Abstract

This work aims to compare absorbed dose accuracy in tumour, normal liver, and lungs between the Partition Model (PM) and Monte Carlo (MC) simulation using MIRD phantom and patient tomography, considering patient-specific factors like pre-treatment parameters, source distribution, and tumour location. It outlines the procedure for acquiring patient images and treatment parameters from a medical institute and prepared by importing, segmenting, and registering tomographic images using the 3D Slicer software. Subsequently, the processed images are imported into GATE for MC simulation, with various source distributions applied for each patient. Absorbed dose estimates are also obtained using MC simulations with the MIRD phantom in Geant4, utilizing treatment parameters exclusively.

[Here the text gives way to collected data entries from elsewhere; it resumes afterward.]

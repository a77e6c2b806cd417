use chrono::Utc;
use droptally_db::ConnectionPool;
use droptally_db::db;
use droptally_db::models::NewNotification;
use hashbrown::HashMap;
use log::{debug, error, info};
use tokio::sync::mpsc;
use tokio::time::{Duration, Instant};
use tokio_util::sync::CancellationToken;

/// Minimum spacing between accepted refreshes for one group.
pub const REFRESH_THROTTLE: Duration = Duration::from_secs(10);

#[derive(Debug, Clone)]
pub struct BoardRefresh {
    pub group_id: i32,
    pub player_id: i32,
    pub force: bool,
}

/// Handle for requesting group board refreshes. The owning actor applies
/// the per-group throttle; a full channel just drops the request, which is
/// fine for a refresh hint.
#[derive(Clone)]
pub struct BoardRefreshHandle {
    tx: mpsc::Sender<BoardRefresh>,
}

impl BoardRefreshHandle {
    pub fn request(&self, refresh: BoardRefresh) {
        if let Err(err) = self.tx.try_send(refresh) {
            debug!("Board refresh request dropped: {err}");
        }
    }
}

/// Pure throttle state so the 10-second rule is testable apart from the
/// actor plumbing.
pub struct RefreshThrottle {
    last_refresh: HashMap<i32, Instant>,
}

impl RefreshThrottle {
    pub fn new() -> Self {
        Self {
            last_refresh: HashMap::new(),
        }
    }

    /// Returns true when a refresh for the group may run now, recording the
    /// acceptance.
    pub fn try_accept(&mut self, group_id: i32, now: Instant) -> bool {
        match self.last_refresh.get(&group_id) {
            Some(last) if now.duration_since(*last) < REFRESH_THROTTLE => false,
            _ => {
                self.last_refresh.insert(group_id, now);
                true
            }
        }
    }
}

impl Default for RefreshThrottle {
    fn default() -> Self {
        Self::new()
    }
}

/// Spawns the refresh actor. Accepted refreshes become durable
/// `board_refresh` notifications for the downstream board renderer, which
/// is an external collaborator.
pub fn spawn_board_refresher(pool: ConnectionPool, cancel: CancellationToken) -> BoardRefreshHandle {
    let (tx, mut rx) = mpsc::channel::<BoardRefresh>(256);

    tokio::spawn(async move {
        let mut throttle = RefreshThrottle::new();
        loop {
            let refresh = tokio::select! {
                _ = cancel.cancelled() => {
                    info!("Board refresher shutting down");
                    return;
                }
                refresh = rx.recv() => match refresh {
                    Some(refresh) => refresh,
                    None => return,
                },
            };

            if !throttle.try_accept(refresh.group_id, Instant::now()) {
                debug!(
                    "Skipping board refresh for group {}: inside throttle window",
                    refresh.group_id
                );
                continue;
            }

            let pool = pool.clone();
            let result = tokio::task::spawn_blocking(move || {
                let mut conn = pool.get()?;
                let now = Utc::now();
                let data = serde_json::json!({
                    "group_id": refresh.group_id,
                    "force": refresh.force,
                    "requested_at": now.to_rfc3339(),
                })
                .to_string();
                db::insert_notification(
                    &mut conn,
                    &NewNotification {
                        notification_type: "board_refresh",
                        player_id: refresh.player_id,
                        group_id: Some(refresh.group_id),
                        data: &data,
                        status: "pending",
                        created_at: now.naive_utc(),
                    },
                )
                .map_err(|e| Box::new(e) as Box<dyn std::error::Error + Send + Sync>)
            })
            .await;

            match result {
                Ok(Ok(_)) => debug!("Enqueued board refresh for group {}", refresh.group_id),
                Ok(Err(err)) => error!("Board refresh enqueue failed: {err}"),
                Err(err) => error!("Board refresh task panicked: {err}"),
            }
        }
    });

    BoardRefreshHandle { tx }
}

#[cfg(test)]
mod tests {
    use super::*;

    #[test]
    fn throttle_admits_once_per_window_per_group() {
        let mut throttle = RefreshThrottle::new();
        let t0 = Instant::now();

        assert!(throttle.try_accept(2, t0));
        assert!(!throttle.try_accept(2, t0 + Duration::from_secs(5)));
        // A different group is independent.
        assert!(throttle.try_accept(3, t0 + Duration::from_secs(5)));
        // Past the window the group is admitted again.
        assert!(throttle.try_accept(2, t0 + Duration::from_secs(10)));
    }
}
use diesel::prelude::*;
use log::warn;

pub fn set_current_user_statement_timeout(
    conn: &mut PgConnection,
    timeout_seconds: i64,
) -> QueryResult<usize> {
    // `alter role` cannot take a prepared parameter. `timeout_seconds` is an
    // i64 so its format cannot contain a quote character.
    diesel::sql_query(format!(
        "alter role CURRENT_USER set statement_timeout='{}s'",
        timeout_seconds
    ))
    .execute(conn)
}

pub const POINT_DIVISOR_OPTION: &str = "dt_points_gp_per_point";
pub const DEFAULT_POINT_DIVISOR: i64 = 1_000_000;

pub fn option_value(conn: &mut PgConnection, key: &str) -> QueryResult<Option<String>> {
    use crate::schema::app_options::dsl;

    dsl::app_options
        .filter(dsl::option_key.eq(key))
        .select(dsl::option_value)
        .first(conn)
        .optional()
}

/// The GP-per-point divisor for drop point awards. Operators have stored
/// booleans and floats in this option over the years, so parse leniently.
pub fn point_divisor(conn: &mut PgConnection) -> QueryResult<i64> {
    let Some(raw) = option_value(conn, POINT_DIVISOR_OPTION)? else {
        return Ok(DEFAULT_POINT_DIVISOR);
    };

    let value = raw.trim();
    let parsed = match value.to_lowercase().as_str() {
        "true" | "yes" | "on" => Some(1),
        "false" | "no" | "off" => Some(0),
        _ => value
            .parse::<i64>()
            .ok()
            .or_else(|| value.parse::<f64>().ok().map(|f| f as i64)),
    };

    Ok(parsed.unwrap_or_else(|| {
        warn!("Unparseable {POINT_DIVISOR_OPTION} option {value:?}, using default");
        DEFAULT_POINT_DIVISOR
    }))
}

These absorbed dose estimations are then compared with those obtained from patient measurements (PM). To visualize the isodose distributions resulting from the MC simulation, the SlicerRT extension of 3D Slicer is employed. The results revealed that, in most cases, higher absorbed doses when compared to PM calculations for MIRD phantom MC simulation. This discrepancy is attributed to the PM's assumption of localized energy deposition, neglecting crossfire effects. In MC simulation, when SPECT images were considered for source distribution, PM calculations yielded considerably higher absorbed doses for patients 1, 4, and 5, while patients 2 and 3 had lower values due to variations in source distribution intensity within the SPECT images. Employing region VOI for source distribution generally resulted in higher absorbed doses for the tumour in PM calculations, except for patient 3. Normalizing the prescribed tumour dose to 120 Gy highlighted differences in dose distribution, particularly for patients 2, 3, and 4. Isodose distribution analysis revealed variations in dose concentration between the simulations, with some regions experiencing higher doses in Geant4 simulations. This study emphasizes the significance of individualized dosimetry for 90Y radioembolization therapy through the utilization of MC simulation, the MIRD phantom, and patient tomography images. It presents a comparative analysis of this approach against PM calculations.